Daryl McCormack: Yum! Ants: Yuck!

Okay ... this guy, Daryl McCormack, is my new imaginary boyfriend. He’s so gorgeous and so articulate, and that voice! That accent! I did eight storytelling performances for a network called The Flame. It was a Vancouver group modelled after The Moth which is the network for which Daryl did the story recorded above. We have something in common, my new boyfriend and me. I adore him.

The walk yesterday morning was lovely—so cool and refreshing. It’s so gorgeous in the mornings. 

Then it was home to continue with the wood. I have more planting and weeding to do in one bed that really needs my attention, but I much prefer working on the wood. It’s so satisfying to do work that will benefit my cozy Winter life. I’m going to have lots of cut small branches with which to start fires, and lots of big chunks of wood for those days when I want a hot fire all day. And weed whacking the front of the yard that borders the road, really dresses up the approach to Pinecone Park.

I got the stand fan from the studio and plugged it in beside my desk where I sit on my breaks and pick Tent Caterpillars off my clothes. Oh, the coolness of the breeze feels good when I come in soaking in sweat and tired. The fan is the best rejuvenator! 

By 11:30, I’d finished removing all the bucked pieces of the first tree. The pieces small enough to burn whole are stacked in the shed to dry. The pieces needing to be split, are stacked against the fence of my edible garden. Steve will pick up the splitter for me and bring it to the house. And he’ll show me how to use it. 

I also had to rake the ground. I wanted to remove all the small twigs, the broken pieces of bark, years of Fir cones and other scrub, prickles and vines so that the ground is clean and will support the growth of Salal and Oregon Grape.
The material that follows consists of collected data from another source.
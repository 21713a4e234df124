//! In-core inode cache.
//!
//! Every operation that reads or mutates an inode goes through a
//! [`VnodeCache`]: [`acquire`](VnodeCache::acquire) returns a handle to the
//! single in-memory copy of the inode, loading it on first use, and
//! [`release`](VnodeCache::release) drops the reference and decides what
//! happens to the on-disk inode. The last release of an inode with no
//! remaining links frees its blocks and the inode itself.
//!
//! Vnodes live in an arena addressed by [`VnodeHandle`]; 256 hash buckets
//! keyed by `(filesystem id, inode number)` hold lists of handles.

use tracing::{debug, error, trace};
use ufs_alloc::{FsParams, alloc_inode, free_inode, new_generation};
use ufs_block::BlockDevice;
use ufs_bmap::{FsAllocator, truncate};
use ufs_error::{Result, UfsError};
use ufs_inode::{Inode, new_dinode, read_dinode};
use ufs_ondisk::{FsGeometry, Ufs2Dinode};
use ufs_types::InodeNumber;

/// Number of hash buckets.
pub const VNODE_BUCKETS: usize = 256;

/// Stable index of a vnode in the cache arena. Valid until the reference
/// it was returned for is released.
#[derive(Debug, Clone, Copy, PartialEq, Eq, Hash)]
pub struct VnodeHandle(usize);

/// A cached inode and its reference count.
#[derive(Debug)]
pub struct Vnode {
    pub fsid: u64,
    pub inode: Inode,
    pub refcount: u32,
}

#[derive(Debug)]
pub struct VnodeCache {
    slots: Vec<Option<Vnode>>,
    free_slots: Vec<usize>,
    buckets: Vec<Vec<VnodeHandle>>,
}

impl Default for VnodeCache {
    fn default() -> Self {
        Self::new()
    }
}

fn bucket_of(fsid: u64, ino: InodeNumber) -> usize {
    // masked to the bucket range
    #[expect(clippy::cast_possible_truncation)]
    let key = (fsid.wrapping_add(ino.0) & (VNODE_BUCKETS as u64 - 1)) as usize;
    key
}

impl VnodeCache {
    #[must_use]
    pub fn new() -> Self {
        Self {
            slots: Vec::new(),
            free_slots: Vec::new(),
            buckets: vec![Vec::new(); VNODE_BUCKETS],
        }
    }

    /// Number of cached vnodes.
    #[must_use]
    pub fn len(&self) -> usize {
        self.slots.len() - self.free_slots.len()
    }

    #[must_use]
    pub fn is_empty(&self) -> bool {
        self.len() == 0
    }

    /// Handle of the cached vnode for `(fsid, ino)`, if any.
    #[must_use]
    pub fn find(&self, fsid: u64, ino: InodeNumber) -> Option<VnodeHandle> {
        self.buckets[bucket_of(fsid, ino)].iter().copied().find(|h| {
            self.slots[h.0]
                .as_ref()
                .is_some_and(|v| v.fsid == fsid && v.inode.number == ino)
        })
    }

    pub fn get(&self, h: VnodeHandle) -> Result<&Vnode> {
        self.slots
            .get(h.0)
            .and_then(Option::as_ref)
            .ok_or_else(|| UfsError::InvalidArgument(format!("stale vnode handle {}", h.0)))
    }

    pub fn get_mut(&mut self, h: VnodeHandle) -> Result<&mut Vnode> {
        self.slots
            .get_mut(h.0)
            .and_then(Option::as_mut)
            .ok_or_else(|| UfsError::InvalidArgument(format!("stale vnode handle {}", h.0)))
    }

    pub fn inode(&self, h: VnodeHandle) -> Result<&Inode> {
        self.get(h).map(|v| &v.inode)
    }

    pub fn inode_mut(&mut self, h: VnodeHandle) -> Result<&mut Inode> {
        self.get_mut(h).map(|v| &mut v.inode)
    }

    fn insert(&mut self, vnode: Vnode) -> VnodeHandle {
        let bucket = bucket_of(vnode.fsid, vnode.inode.number);
        let h = if let Some(idx) = self.free_slots.pop() {
            self.slots[idx] = Some(vnode);
            VnodeHandle(idx)
        } else {
            self.slots.push(Some(vnode));
            VnodeHandle(self.slots.len() - 1)
        };
        self.buckets[bucket].push(h);
        h
    }

    fn remove(&mut self, h: VnodeHandle) -> Result<Vnode> {
        let vnode = self
            .slots
            .get_mut(h.0)
            .and_then(Option::take)
            .ok_or_else(|| UfsError::InvalidArgument(format!("stale vnode handle {}", h.0)))?;
        self.buckets[bucket_of(vnode.fsid, vnode.inode.number)].retain(|x| *x != h);
        self.free_slots.push(h.0);
        Ok(vnode)
    }

    /// Take a reference to inode `ino`, reading it from disk if it is not
    /// cached.
    pub fn acquire(
        &mut self,
        dev: &dyn BlockDevice,
        geo: &FsGeometry,
        fsid: u64,
        ino: InodeNumber,
    ) -> Result<VnodeHandle> {
        if let Some(h) = self.find(fsid, ino) {
            let vnode = self.get_mut(h)?;
            vnode.refcount += 1;
            trace!(ino = ino.0, refcount = vnode.refcount, "vnode_ref");
            return Ok(h);
        }
        let inode = Inode::load(dev, geo, ino)?;
        let h = self.insert(Vnode {
            fsid,
            inode,
            refcount: 1,
        });
        trace!(ino = ino.0, cached = self.len(), "vnode_load");
        Ok(h)
    }

    /// Drop one reference.
    ///
    /// While references remain, a dirty inode is written immediately. The
    /// last release evicts the vnode and then either kills the file (no
    /// links left) or writes it back if dirty. An unallocated inode is
    /// only evicted. Nothing is written on a read-only filesystem.
    pub fn release(&mut self, dev: &dyn BlockDevice, fs: &mut FsParams, h: VnodeHandle, dirty: bool) -> Result<()> {
        let writable = !fs.read_only;
        let vnode = self.get_mut(h)?;
        vnode.refcount = vnode.refcount.saturating_sub(1);
        if vnode.refcount > 0 {
            if dirty && writable {
                vnode.inode.store(dev, &fs.geo)?;
            }
            return Ok(());
        }
        let vnode = self.remove(h)?;
        trace!(ino = vnode.inode.number.0, dirty, "vnode_evict");
        if !writable {
            return Ok(());
        }
        if vnode.inode.din.nlink == 0 && !vnode.inode.din.is_free() {
            kill(dev, fs, vnode.inode)
        } else if dirty {
            vnode.inode.store(dev, &fs.geo)
        } else {
            Ok(())
        }
    }

    /// Allocate a new inode of type `mode` near `parent` and return a
    /// reference to it.
    ///
    /// The inode starts with no links; releasing it before a link count
    /// is set frees it again. An allocated inode whose on-disk copy is
    /// still in use is fatal.
    #[expect(clippy::too_many_arguments)]
    pub fn valloc(
        &mut self,
        dev: &dyn BlockDevice,
        fs: &mut FsParams,
        fsid: u64,
        parent: InodeNumber,
        mode: u16,
        uid: u32,
        gid: u32,
    ) -> Result<VnodeHandle> {
        let ino = alloc_inode(dev, fs, parent, mode)?;
        let old = read_dinode(dev, &fs.geo, ino)?;
        if !old.is_free() || self.find(fsid, ino).is_some() {
            error!(ino = ino.0, mode = old.mode, "allocated inode is still in use");
            panic!("duplicate allocation of inode {ino}");
        }
        let inode = Inode {
            number: ino,
            din: new_dinode(mode, uid, gid, new_generation()),
        };
        inode.store(dev, &fs.geo)?;
        debug!(ino = ino.0, parent = parent.0, mode, "valloc");
        Ok(self.insert(Vnode {
            fsid,
            inode,
            refcount: 1,
        }))
    }
}

/// Free everything an unlinked inode owns: its blocks, its bitmap slot,
/// and its on-disk contents apart from the generation number.
fn kill(dev: &dyn BlockDevice, fs: &mut FsParams, mut inode: Inode) -> Result<()> {
    let geo = fs.geo.clone();
    let is_dir = inode.is_dir();
    if !inode.din.has_inline_target() && (inode.din.size != 0 || inode.din.blocks != 0) {
        let mut alloc = FsAllocator::new(dev, fs, inode.number);
        truncate(dev, &geo, &mut alloc, &mut inode, 0)?;
    }
    free_inode(dev, fs, inode.number, is_dir)?;
    inode.din = Ufs2Dinode {
        generation: inode.din.generation,
        ..Ufs2Dinode::default()
    };
    inode.store(dev, &geo)?;
    debug!(ino = inode.number.0, is_dir, "inode_killed");
    Ok(())
}
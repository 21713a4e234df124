#![forbid(unsafe_code)]
//! UFS2 engine public API facade.
//!
//! Re-exports the filesystem context from `ufs-core` through a stable
//! external interface. This is the crate the CLI and other consumers
//! depend on.

pub use ufs_core::*;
Once the detritus had been removed and deposited in the forest, and the first tree all gone, I took a break by the fan. Heaven!
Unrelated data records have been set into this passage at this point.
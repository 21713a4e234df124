#![forbid(unsafe_code)]
//! Shared types for the UFS engine.
//!
//! Unit-carrying newtypes keep fragment addresses, device sectors, inode
//! numbers and cylinder-group indices from being mixed up. The constants
//! mirror the UFS2 on-disk format.

use serde::{Deserialize, Serialize};
use std::fmt;
use thiserror::Error;

// ── UFS2 format constants ───────────────────────────────────────────────────

/// Byte offset of the UFS2 superblock.
pub const SBLOCK_UFS2: u64 = 65_536;
/// Space reserved for the superblock.
pub const SBLOCKSIZE: u32 = 8192;
/// Device sector size; `fsbtodb` converts fragments to this unit.
pub const DEV_BSIZE: u32 = 512;
/// Direct block pointers per inode.
pub const NDADDR: usize = 12;
/// Indirect block pointers per inode (single, double, triple).
pub const NIADDR: usize = 3;
/// External attribute block pointers per inode.
pub const NXADDR: usize = 2;
/// Largest supported fragments-per-block.
pub const MAXFRAG: usize = 8;
/// Size of a block pointer (`ufs2_daddr_t`).
pub const DADDR_SIZE: u32 = 8;
/// On-disk UFS2 inode size.
pub const DINODE_SIZE: usize = 256;
/// Cylinder-group magic number.
pub const CG_MAGIC: u32 = 0x0009_0255;
/// Directory chunk size; records never cross a chunk.
pub const DIRBLKSIZ: usize = 512;
/// Longest name a directory record can hold.
pub const MAXNAMLEN: usize = 255;
/// Largest link count accepted by `link` and `mkdir`.
pub const LINK_MAX: u16 = 255;
/// Symlink targets shorter than this live inline in the block pointers.
pub const MAXSYMLINKLEN: usize = (NDADDR + NIADDR) * DADDR_SIZE as usize;
/// Maximum number of symlinks followed during one path resolution.
pub const MAX_SYMLINK_HOPS: u32 = 5;

#[derive(Debug, Clone, Copy, PartialEq, Eq, PartialOrd, Ord, Hash, Serialize, Deserialize)]
pub struct BlockNumber(pub u64);

#[derive(Debug, Clone, Copy, PartialEq, Eq, PartialOrd, Ord, Hash, Serialize, Deserialize)]
pub struct InodeNumber(pub u64);

/// Cylinder group index.
#[derive(Debug, Clone, Copy, PartialEq, Eq, PartialOrd, Ord, Hash, Serialize, Deserialize)]
pub struct GroupNumber(pub u32);

/// Device address in `DEV_BSIZE` sectors (what `fsbtodb` yields).
///
/// Kept distinct from [`BlockNumber`], which counts filesystem fragments.
#[derive(Debug, Clone, Copy, PartialEq, Eq, PartialOrd, Ord, Hash, Serialize, Deserialize)]
pub struct DiskAddr(pub u64);

impl DiskAddr {
    /// Byte offset of this sector on the device, `None` on overflow.
    #[must_use]
    pub fn to_byte_offset(self) -> Option<u64> {
        self.0.checked_mul(u64::from(DEV_BSIZE))
    }
}

impl InodeNumber {
    /// Root directory inode.
    pub const ROOT: Self = Self(2);
    /// Never allocated; inode 0 means "unused" in directory records.
    pub const NONE: Self = Self(0);
}

impl BlockNumber {
    /// A zero block pointer denotes a hole.
    pub const HOLE: Self = Self(0);

    #[must_use]
    pub fn is_hole(self) -> bool {
        self.0 == 0
    }

    /// Add a fragment count, returning `None` on overflow.
    #[must_use]
    pub fn checked_add(self, count: u64) -> Option<Self> {
        self.0.checked_add(count).map(Self)
    }
}

impl fmt::Display for BlockNumber {
    fn fmt(&self, f: &mut fmt::Formatter<'_>) -> fmt::Result {
        write!(f, "{}", self.0)
    }
}

impl fmt::Display for InodeNumber {
    fn fmt(&self, f: &mut fmt::Formatter<'_>) -> fmt::Result {
        write!(f, "{}", self.0)
    }
}

impl fmt::Display for GroupNumber {
    fn fmt(&self, f: &mut fmt::Formatter<'_>) -> fmt::Result {
        write!(f, "{}", self.0)
    }
}

impl fmt::Display for DiskAddr {
    fn fmt(&self, f: &mut fmt::Formatter<'_>) -> fmt::Result {
        write!(f, "{}", self.0)
    }
}

// ── Mode bits ───────────────────────────────────────────────────────────────

/// File type mask.
pub const S_IFMT: u16 = 0o170_000;
/// FIFO.
pub const S_IFIFO: u16 = 0o010_000;
/// Character device.
pub const S_IFCHR: u16 = 0o020_000;
/// Directory.
pub const S_IFDIR: u16 = 0o040_000;
/// Block device.
pub const S_IFBLK: u16 = 0o060_000;
/// Regular file.
pub const S_IFREG: u16 = 0o100_000;
/// Symbolic link.
pub const S_IFLNK: u16 = 0o120_000;
/// Socket.
pub const S_IFSOCK: u16 = 0o140_000;
/// Set-user-ID on execution.
pub const S_ISUID: u16 = 0o4000;
/// Set-group-ID on execution.
pub const S_ISGID: u16 = 0o2000;
/// Sticky bit.
pub const S_ISVTX: u16 = 0o1000;
pub const S_IRWXU: u16 = 0o700;
pub const S_IRWXG: u16 = 0o070;
pub const S_IRWXO: u16 = 0o007;

/// Directory record type tag (`d_type`).
#[derive(Debug, Clone, Copy, PartialEq, Eq, Hash, Serialize, Deserialize)]
#[repr(u8)]
pub enum FileType {
    Unknown = 0,
    Fifo = 1,
    CharDevice = 2,
    Directory = 4,
    BlockDevice = 6,
    RegularFile = 8,
    Symlink = 10,
    Socket = 12,
    Whiteout = 14,
}

impl FileType {
    /// Derive the record tag from an inode mode.
    #[must_use]
    pub fn from_mode(mode: u16) -> Self {
        match mode & S_IFMT {
            S_IFIFO => Self::Fifo,
            S_IFCHR => Self::CharDevice,
            S_IFDIR => Self::Directory,
            S_IFBLK => Self::BlockDevice,
            S_IFREG => Self::RegularFile,
            S_IFLNK => Self::Symlink,
            S_IFSOCK => Self::Socket,
            _ => Self::Unknown,
        }
    }

    /// Decode a raw `d_type` byte; unknown values decode as `Unknown`.
    #[must_use]
    pub fn from_raw(raw: u8) -> Self {
        match raw {
            1 => Self::Fifo,
            2 => Self::CharDevice,
            4 => Self::Directory,
            6 => Self::BlockDevice,
            8 => Self::RegularFile,
            10 => Self::Symlink,
            12 => Self::Socket,
            14 => Self::Whiteout,
            _ => Self::Unknown,
        }
    }

    #[must_use]
    pub fn is_dir(self) -> bool {
        self == Self::Directory
    }
}

// ── Parsing helpers ─────────────────────────────────────────────────────────

#[derive(Debug, Error, Clone, PartialEq, Eq)]
pub enum ParseError {
    #[error("insufficient data: need {needed} bytes at offset {offset}, got {actual}")]
    InsufficientData {
        needed: usize,
        offset: usize,
        actual: usize,
    },
    #[error("invalid magic: expected {expected:#x}, got {actual:#x}")]
    InvalidMagic { expected: u64, actual: u64 },
    #[error("invalid field: {field} ({reason})")]
    InvalidField {
        field: &'static str,
        reason: &'static str,
    },
    #[error("integer conversion failed: {field}")]
    IntegerConversion { field: &'static str },
}

#[inline]
pub fn ensure_slice(data: &[u8], offset: usize, len: usize) -> Result<&[u8], ParseError> {
    let Some(end) = offset.checked_add(len) else {
        return Err(ParseError::InvalidField {
            field: "offset",
            reason: "overflow",
        });
    };

    if end > data.len() {
        return Err(ParseError::InsufficientData {
            needed: len,
            offset,
            actual: data.len().saturating_sub(offset),
        });
    }

    Ok(&data[offset..end])
}

#[inline]
pub fn read_le_u16(data: &[u8], offset: usize) -> Result<u16, ParseError> {
    let bytes = ensure_slice(data, offset, 2)?;
    Ok(u16::from_le_bytes([bytes[0], bytes[1]]))
}

#[inline]
pub fn read_le_u32(data: &[u8], offset: usize) -> Result<u32, ParseError> {
    let bytes = ensure_slice(data, offset, 4)?;
    Ok(u32::from_le_bytes([bytes[0], bytes[1], bytes[2], bytes[3]]))
}

#[inline]
pub fn read_le_u64(data: &[u8], offset: usize) -> Result<u64, ParseError> {
    let bytes = ensure_slice(data, offset, 8)?;
    Ok(u64::from_le_bytes([
        bytes[0], bytes[1], bytes[2], bytes[3], bytes[4], bytes[5], bytes[6], bytes[7],
    ]))
}

#[inline]
pub fn read_le_i32(data: &[u8], offset: usize) -> Result<i32, ParseError> {
    read_le_u32(data, offset).map(|v| i32::from_le_bytes(v.to_le_bytes()))
}

#[inline]
pub fn read_le_i64(data: &[u8], offset: usize) -> Result<i64, ParseError> {
    read_le_u64(data, offset).map(|v| i64::from_le_bytes(v.to_le_bytes()))
}

/// Mutable counterpart of [`ensure_slice`].
#[inline]
pub fn ensure_slice_mut(data: &mut [u8], offset: usize, len: usize) -> Result<&mut [u8], ParseError> {
    let available = data.len();
    let Some(end) = offset.checked_add(len) else {
        return Err(ParseError::InvalidField {
            field: "offset",
            reason: "overflow",
        });
    };
    data.get_mut(offset..end)
        .ok_or(ParseError::InsufficientData {
            needed: len,
            offset,
            actual: available.saturating_sub(offset),
        })
}

#[inline]
pub fn write_le_u16(data: &mut [u8], offset: usize, value: u16) -> Result<(), ParseError> {
    ensure_slice_mut(data, offset, 2)?.copy_from_slice(&value.to_le_bytes());
    Ok(())
}

#[inline]
pub fn write_le_u32(data: &mut [u8], offset: usize, value: u32) -> Result<(), ParseError> {
    ensure_slice_mut(data, offset, 4)?.copy_from_slice(&value.to_le_bytes());
    Ok(())
}

#[inline]
pub fn write_le_u64(data: &mut [u8], offset: usize, value: u64) -> Result<(), ParseError> {
    ensure_slice_mut(data, offset, 8)?.copy_from_slice(&value.to_le_bytes());
    Ok(())
}

#[inline]
pub fn write_le_i32(data: &mut [u8], offset: usize, value: i32) -> Result<(), ParseError> {
    ensure_slice_mut(data, offset, 4)?.copy_from_slice(&value.to_le_bytes());
    Ok(())
}

#[inline]
pub fn write_le_i64(data: &mut [u8], offset: usize, value: i64) -> Result<(), ParseError> {
    ensure_slice_mut(data, offset, 8)?.copy_from_slice(&value.to_le_bytes());
    Ok(())
}

/// Round `value` up to a multiple of `alignment` (a non-zero power of two).
///
/// Returns `None` on overflow or if `alignment` is invalid.
#[must_use]
pub fn align_up(value: u64, alignment: u64) -> Option<u64> {
    if alignment == 0 || !alignment.is_power_of_two() {
        return None;
    }
    let mask = alignment - 1;
    value.checked_add(mask).map(|v| v & !mask)
}

/// `howmany(x, y)`: number of `y`-sized units needed to hold `x`.
#[must_use]
pub fn howmany(x: u64, y: u64) -> u64 {
    x.div_ceil(y)
}

/// Narrow a `u64` to `usize` with an explicit error path.
pub fn u64_to_usize(value: u64, field: &'static str) -> Result<usize, ParseError> {
    usize::try_from(value).map_err(|_| ParseError::IntegerConversion { field })
}

/// Narrow a `u64` to `u32` with an explicit error path.
pub fn u64_to_u32(value: u64, field: &'static str) -> Result<u32, ParseError> {
    u32::try_from(value).map_err(|_| ParseError::IntegerConversion { field })
}

/// Wall-clock time as (seconds, nanoseconds) since the Unix epoch, the
/// shape every on-disk timestamp uses. A clock before the epoch reads as 0.
#[must_use]
pub fn unix_now() -> (i64, i32) {
    let now = std::time::SystemTime::now()
        .duration_since(std::time::UNIX_EPOCH)
        .unwrap_or_default();
    (
        i64::try_from(now.as_secs()).unwrap_or(i64::MAX),
        i32::try_from(now.subsec_nanos()).unwrap_or(0),
    )
}

#[cfg(test)]
mod tests {
    use super::*;

    #[test]
    fn le_round_trip_at_offsets() {
        let mut buf = [0_u8; 16];
        write_le_u16(&mut buf, 0, 0xBEEF).unwrap();
        write_le_u32(&mut buf, 2, 0x0009_0255).unwrap();
        write_le_i64(&mut buf, 8, -2).unwrap();
        assert_eq!(read_le_u16(&buf, 0).unwrap(), 0xBEEF);
        assert_eq!(read_le_u32(&buf, 2).unwrap(), CG_MAGIC);
        assert_eq!(read_le_i64(&buf, 8).unwrap(), -2);
        assert_eq!(buf[2], 0x55);
    }

    #[test]
    fn short_buffers_report_insufficient_data() {
        let buf = [0_u8; 3];
        assert_eq!(
            read_le_u32(&buf, 0),
            Err(ParseError::InsufficientData {
                needed: 4,
                offset: 0,
                actual: 3,
            })
        );
        let mut small = [0_u8; 4];
        assert!(write_le_u64(&mut small, 0, 1).is_err());
        assert!(ensure_slice(&buf, usize::MAX, 2).is_err());
    }

    #[test]
    fn file_type_from_mode() {
        assert_eq!(FileType::from_mode(S_IFDIR | 0o755), FileType::Directory);
        assert_eq!(FileType::from_mode(S_IFREG | 0o644), FileType::RegularFile);
        assert_eq!(FileType::from_mode(S_IFLNK | 0o777), FileType::Symlink);
        assert_eq!(FileType::from_mode(0o644), FileType::Unknown);
        assert_eq!(FileType::from_raw(FileType::Socket as u8), FileType::Socket);
        assert_eq!(FileType::from_raw(3), FileType::Unknown);
    }

    #[test]
    fn symlink_inline_threshold_matches_pointer_area() {
        assert_eq!(MAXSYMLINKLEN, 120);
    }

    #[test]
    fn sector_byte_offset_checks_overflow() {
        assert_eq!(DiskAddr(3).to_byte_offset(), Some(1536));
        assert_eq!(DiskAddr(u64::MAX).to_byte_offset(), None);
    }

    #[test]
    fn align_and_howmany() {
        assert_eq!(align_up(5, 4), Some(8));
        assert_eq!(align_up(8, 4), Some(8));
        assert_eq!(align_up(1, 0), None);
        assert_eq!(align_up(u64::MAX, 8), None);
        assert_eq!(howmany(9, 8), 2);
        assert_eq!(howmany(0, 8), 0);
    }

    #[test]
    fn display_newtypes() {
        assert_eq!(BlockNumber(42).to_string(), "42");
        assert_eq!(InodeNumber::ROOT.to_string(), "2");
        assert_eq!(GroupNumber(3).to_string(), "3");
        assert!(BlockNumber::HOLE.is_hole());
    }
}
Then it was onto the second tree. I do enjoy the work. I also enjoy quitting time when I can read without guilt, having done a good day’s work. It was 28° by 1:00. I tired quickly but I made steady progress through the early afternoon. Some of the individual pieces of wood are mighty heavy for a guy with compromised use of his arms and hands. I learned to work with feet wide apart so that logs I dropped didn’t touch me as they fall from my hands. I’m always covered in bruises because of the hear medications I take, so I didn’t want any accidents—even very minor ones.

By 2: 30 I’d finished stacking the second tree. All that remained to do was to pick up and store two wheelbarrow loads of short branches, to move the long, big branches to the stack of wood that needs to be reduced to 14” pieces with the chainsaw, and to clean up the forest floor under and around where the second tree was. I decided that all the work not involving the large, chucked wood pieces, could wait for another day.

By far the worst part of working, was the ants. They are nasty little fellows that bite me and get into my gloves and clothes. There was a nest of them in two of the pieces of bucked wood.

I quit working at 3:00. I was hot, sweaty and thoroughly burned out. It was time to read and relax.

I’ve two writing assignments to do: one is for the clinic, drafting our communications plan for the approval of the board of directors, and the other is a second short essay for STAMMA the U.K. stuttering association.